## INSTRUCTIONS FOR THE TASK
Check each line of the records below and collect those that include the word "Some".

## SOURCE DATA
"""

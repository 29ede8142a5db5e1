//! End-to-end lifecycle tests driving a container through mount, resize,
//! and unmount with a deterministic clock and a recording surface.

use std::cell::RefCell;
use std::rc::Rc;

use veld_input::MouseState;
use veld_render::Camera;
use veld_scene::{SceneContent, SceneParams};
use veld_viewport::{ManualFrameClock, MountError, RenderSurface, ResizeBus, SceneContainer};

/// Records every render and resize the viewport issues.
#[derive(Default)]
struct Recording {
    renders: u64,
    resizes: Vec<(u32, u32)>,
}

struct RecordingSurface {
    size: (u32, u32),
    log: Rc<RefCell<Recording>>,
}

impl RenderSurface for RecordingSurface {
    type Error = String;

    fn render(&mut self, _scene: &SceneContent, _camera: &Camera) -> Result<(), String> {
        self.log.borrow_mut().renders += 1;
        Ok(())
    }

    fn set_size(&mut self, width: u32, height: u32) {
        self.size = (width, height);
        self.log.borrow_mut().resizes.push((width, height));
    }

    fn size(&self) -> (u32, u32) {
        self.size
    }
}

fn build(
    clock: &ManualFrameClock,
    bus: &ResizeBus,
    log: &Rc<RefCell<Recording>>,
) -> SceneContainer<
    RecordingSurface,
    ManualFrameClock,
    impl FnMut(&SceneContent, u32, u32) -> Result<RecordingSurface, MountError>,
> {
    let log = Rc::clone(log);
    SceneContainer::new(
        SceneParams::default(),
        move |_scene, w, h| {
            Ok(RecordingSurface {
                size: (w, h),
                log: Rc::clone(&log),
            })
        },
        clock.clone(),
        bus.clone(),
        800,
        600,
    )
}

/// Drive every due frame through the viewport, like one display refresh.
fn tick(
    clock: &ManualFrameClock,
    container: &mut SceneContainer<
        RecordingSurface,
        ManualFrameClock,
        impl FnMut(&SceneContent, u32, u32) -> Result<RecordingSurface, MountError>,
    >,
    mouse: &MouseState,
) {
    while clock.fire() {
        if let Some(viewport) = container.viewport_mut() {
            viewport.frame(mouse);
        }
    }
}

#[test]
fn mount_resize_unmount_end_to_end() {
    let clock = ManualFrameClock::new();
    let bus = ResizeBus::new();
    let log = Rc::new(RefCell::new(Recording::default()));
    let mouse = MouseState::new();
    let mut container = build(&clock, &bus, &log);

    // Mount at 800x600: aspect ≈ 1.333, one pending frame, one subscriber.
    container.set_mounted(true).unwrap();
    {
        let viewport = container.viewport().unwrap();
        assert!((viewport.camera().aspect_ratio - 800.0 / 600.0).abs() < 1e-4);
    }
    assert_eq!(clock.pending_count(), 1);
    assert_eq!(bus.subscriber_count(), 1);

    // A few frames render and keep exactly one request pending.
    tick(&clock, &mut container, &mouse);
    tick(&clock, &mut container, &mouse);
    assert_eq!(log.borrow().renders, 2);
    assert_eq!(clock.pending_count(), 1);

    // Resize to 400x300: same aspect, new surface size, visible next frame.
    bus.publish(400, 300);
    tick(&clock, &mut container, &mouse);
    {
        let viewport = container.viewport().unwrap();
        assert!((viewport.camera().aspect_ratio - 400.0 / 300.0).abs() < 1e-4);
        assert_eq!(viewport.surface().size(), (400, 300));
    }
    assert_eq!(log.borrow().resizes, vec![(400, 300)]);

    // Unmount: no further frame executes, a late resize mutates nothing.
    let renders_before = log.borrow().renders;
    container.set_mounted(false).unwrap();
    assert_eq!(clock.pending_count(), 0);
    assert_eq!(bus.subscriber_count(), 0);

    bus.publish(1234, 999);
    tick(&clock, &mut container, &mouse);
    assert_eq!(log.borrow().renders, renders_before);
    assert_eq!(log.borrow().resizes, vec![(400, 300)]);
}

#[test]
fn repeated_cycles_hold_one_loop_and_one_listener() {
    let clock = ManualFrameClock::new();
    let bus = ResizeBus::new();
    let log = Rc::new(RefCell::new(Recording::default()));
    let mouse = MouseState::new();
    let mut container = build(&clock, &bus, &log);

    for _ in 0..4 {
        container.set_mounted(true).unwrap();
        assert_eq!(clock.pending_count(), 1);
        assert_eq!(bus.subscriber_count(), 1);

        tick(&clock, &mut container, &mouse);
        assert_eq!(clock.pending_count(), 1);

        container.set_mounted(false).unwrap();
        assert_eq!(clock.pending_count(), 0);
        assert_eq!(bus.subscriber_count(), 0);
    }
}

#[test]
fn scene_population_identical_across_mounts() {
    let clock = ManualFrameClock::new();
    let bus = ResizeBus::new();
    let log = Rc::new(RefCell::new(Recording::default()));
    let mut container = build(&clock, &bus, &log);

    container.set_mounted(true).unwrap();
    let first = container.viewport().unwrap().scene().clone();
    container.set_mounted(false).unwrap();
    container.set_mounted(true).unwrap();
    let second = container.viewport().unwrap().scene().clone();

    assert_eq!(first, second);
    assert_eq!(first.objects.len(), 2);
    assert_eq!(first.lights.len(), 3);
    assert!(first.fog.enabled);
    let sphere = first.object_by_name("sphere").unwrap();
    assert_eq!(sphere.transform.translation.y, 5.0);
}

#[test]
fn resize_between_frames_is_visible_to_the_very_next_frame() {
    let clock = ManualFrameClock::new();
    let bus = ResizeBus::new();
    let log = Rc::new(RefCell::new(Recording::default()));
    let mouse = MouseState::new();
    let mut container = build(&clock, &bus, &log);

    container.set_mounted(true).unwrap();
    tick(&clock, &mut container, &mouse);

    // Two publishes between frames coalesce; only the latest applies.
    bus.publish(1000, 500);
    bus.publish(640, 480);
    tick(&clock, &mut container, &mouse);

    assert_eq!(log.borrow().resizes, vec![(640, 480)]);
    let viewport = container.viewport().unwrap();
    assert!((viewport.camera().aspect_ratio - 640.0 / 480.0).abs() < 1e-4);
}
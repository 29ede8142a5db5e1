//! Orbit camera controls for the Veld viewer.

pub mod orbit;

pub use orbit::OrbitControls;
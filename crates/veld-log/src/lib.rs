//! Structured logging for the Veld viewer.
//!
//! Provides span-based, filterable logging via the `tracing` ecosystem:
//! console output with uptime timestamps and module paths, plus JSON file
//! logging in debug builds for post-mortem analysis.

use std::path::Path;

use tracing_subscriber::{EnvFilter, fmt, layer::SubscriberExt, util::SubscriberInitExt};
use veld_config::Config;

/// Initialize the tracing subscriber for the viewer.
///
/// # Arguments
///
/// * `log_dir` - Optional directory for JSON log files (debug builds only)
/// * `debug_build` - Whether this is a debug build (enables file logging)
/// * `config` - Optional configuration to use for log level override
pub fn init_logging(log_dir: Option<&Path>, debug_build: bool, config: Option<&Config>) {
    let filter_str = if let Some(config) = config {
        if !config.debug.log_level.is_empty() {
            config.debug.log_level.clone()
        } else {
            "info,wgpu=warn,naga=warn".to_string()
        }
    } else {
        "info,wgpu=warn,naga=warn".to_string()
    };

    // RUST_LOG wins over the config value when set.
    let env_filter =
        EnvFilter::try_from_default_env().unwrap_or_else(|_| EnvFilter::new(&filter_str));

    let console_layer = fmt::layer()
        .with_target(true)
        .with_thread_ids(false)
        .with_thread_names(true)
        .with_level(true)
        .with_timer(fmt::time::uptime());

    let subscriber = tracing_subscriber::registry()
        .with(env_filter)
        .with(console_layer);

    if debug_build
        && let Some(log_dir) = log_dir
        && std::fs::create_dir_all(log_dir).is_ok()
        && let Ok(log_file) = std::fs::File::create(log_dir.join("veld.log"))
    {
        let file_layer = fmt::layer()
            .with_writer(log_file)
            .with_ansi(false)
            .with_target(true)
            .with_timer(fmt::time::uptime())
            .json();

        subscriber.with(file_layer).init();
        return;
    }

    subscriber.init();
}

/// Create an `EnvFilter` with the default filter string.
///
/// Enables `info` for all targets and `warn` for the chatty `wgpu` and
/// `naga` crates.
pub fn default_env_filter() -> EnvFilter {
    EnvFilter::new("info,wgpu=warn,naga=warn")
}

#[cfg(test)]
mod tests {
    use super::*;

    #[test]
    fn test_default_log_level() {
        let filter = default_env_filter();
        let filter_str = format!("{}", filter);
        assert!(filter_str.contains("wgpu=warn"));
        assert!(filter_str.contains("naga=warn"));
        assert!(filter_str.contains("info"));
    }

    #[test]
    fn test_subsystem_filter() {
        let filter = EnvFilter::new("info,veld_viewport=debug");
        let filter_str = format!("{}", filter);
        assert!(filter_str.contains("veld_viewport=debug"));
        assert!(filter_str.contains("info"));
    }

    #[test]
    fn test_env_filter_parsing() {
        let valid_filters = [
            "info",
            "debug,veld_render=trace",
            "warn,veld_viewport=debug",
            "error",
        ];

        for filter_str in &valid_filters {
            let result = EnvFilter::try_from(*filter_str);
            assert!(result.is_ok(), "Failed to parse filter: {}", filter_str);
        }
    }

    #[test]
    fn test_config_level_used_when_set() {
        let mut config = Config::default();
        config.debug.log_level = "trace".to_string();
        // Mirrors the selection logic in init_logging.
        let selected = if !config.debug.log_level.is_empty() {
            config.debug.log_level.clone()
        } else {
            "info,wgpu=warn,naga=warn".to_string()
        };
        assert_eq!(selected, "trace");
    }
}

"""
"""

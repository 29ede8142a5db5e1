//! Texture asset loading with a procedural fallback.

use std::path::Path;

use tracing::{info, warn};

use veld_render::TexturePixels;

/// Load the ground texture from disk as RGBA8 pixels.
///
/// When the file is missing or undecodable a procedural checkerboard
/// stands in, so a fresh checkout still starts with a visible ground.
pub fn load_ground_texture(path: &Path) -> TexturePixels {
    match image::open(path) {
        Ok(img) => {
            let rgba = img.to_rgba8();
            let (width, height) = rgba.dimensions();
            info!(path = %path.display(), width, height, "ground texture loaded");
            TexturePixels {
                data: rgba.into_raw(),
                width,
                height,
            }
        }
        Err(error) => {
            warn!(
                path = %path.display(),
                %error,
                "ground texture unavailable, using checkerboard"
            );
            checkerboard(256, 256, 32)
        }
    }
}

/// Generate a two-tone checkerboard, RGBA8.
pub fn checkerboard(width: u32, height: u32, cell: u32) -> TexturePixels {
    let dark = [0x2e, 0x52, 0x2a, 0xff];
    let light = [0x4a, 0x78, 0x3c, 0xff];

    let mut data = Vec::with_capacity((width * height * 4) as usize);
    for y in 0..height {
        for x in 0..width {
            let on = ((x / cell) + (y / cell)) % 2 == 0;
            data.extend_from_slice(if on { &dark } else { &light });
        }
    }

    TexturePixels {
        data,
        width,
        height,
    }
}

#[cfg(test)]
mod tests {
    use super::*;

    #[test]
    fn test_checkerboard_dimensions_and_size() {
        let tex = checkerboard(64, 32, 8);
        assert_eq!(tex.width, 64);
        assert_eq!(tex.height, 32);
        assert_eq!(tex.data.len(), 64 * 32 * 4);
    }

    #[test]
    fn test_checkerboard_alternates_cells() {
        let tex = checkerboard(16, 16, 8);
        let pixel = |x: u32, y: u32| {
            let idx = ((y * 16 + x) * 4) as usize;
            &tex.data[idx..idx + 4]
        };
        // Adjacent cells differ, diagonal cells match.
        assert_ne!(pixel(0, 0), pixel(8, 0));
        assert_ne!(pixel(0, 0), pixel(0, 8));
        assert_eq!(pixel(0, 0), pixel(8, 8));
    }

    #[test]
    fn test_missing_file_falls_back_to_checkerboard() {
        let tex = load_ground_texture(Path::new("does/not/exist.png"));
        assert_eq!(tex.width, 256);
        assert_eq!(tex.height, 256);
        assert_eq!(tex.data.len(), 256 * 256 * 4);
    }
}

"""
"""

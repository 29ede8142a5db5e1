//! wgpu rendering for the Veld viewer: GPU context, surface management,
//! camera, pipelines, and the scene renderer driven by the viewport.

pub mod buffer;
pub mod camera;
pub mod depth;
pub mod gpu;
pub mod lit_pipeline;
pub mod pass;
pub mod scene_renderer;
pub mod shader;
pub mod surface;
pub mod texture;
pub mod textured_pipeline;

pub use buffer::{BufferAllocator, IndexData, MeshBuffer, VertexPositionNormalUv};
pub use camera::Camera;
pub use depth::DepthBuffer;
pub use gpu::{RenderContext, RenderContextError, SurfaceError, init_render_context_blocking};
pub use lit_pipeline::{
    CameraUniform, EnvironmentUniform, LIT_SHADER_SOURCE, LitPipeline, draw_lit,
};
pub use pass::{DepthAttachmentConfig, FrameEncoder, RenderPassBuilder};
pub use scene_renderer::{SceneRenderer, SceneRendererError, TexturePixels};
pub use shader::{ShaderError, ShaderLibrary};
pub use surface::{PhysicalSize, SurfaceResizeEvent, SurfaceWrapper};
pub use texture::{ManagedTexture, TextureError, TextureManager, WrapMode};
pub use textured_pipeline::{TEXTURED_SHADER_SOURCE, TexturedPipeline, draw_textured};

"""

## ANSWER BOX
        if let Some(viewport) = container.viewport_mut() {
    let filter_str = if let Some(config) = config {
        && let Some(log_dir) = log_dir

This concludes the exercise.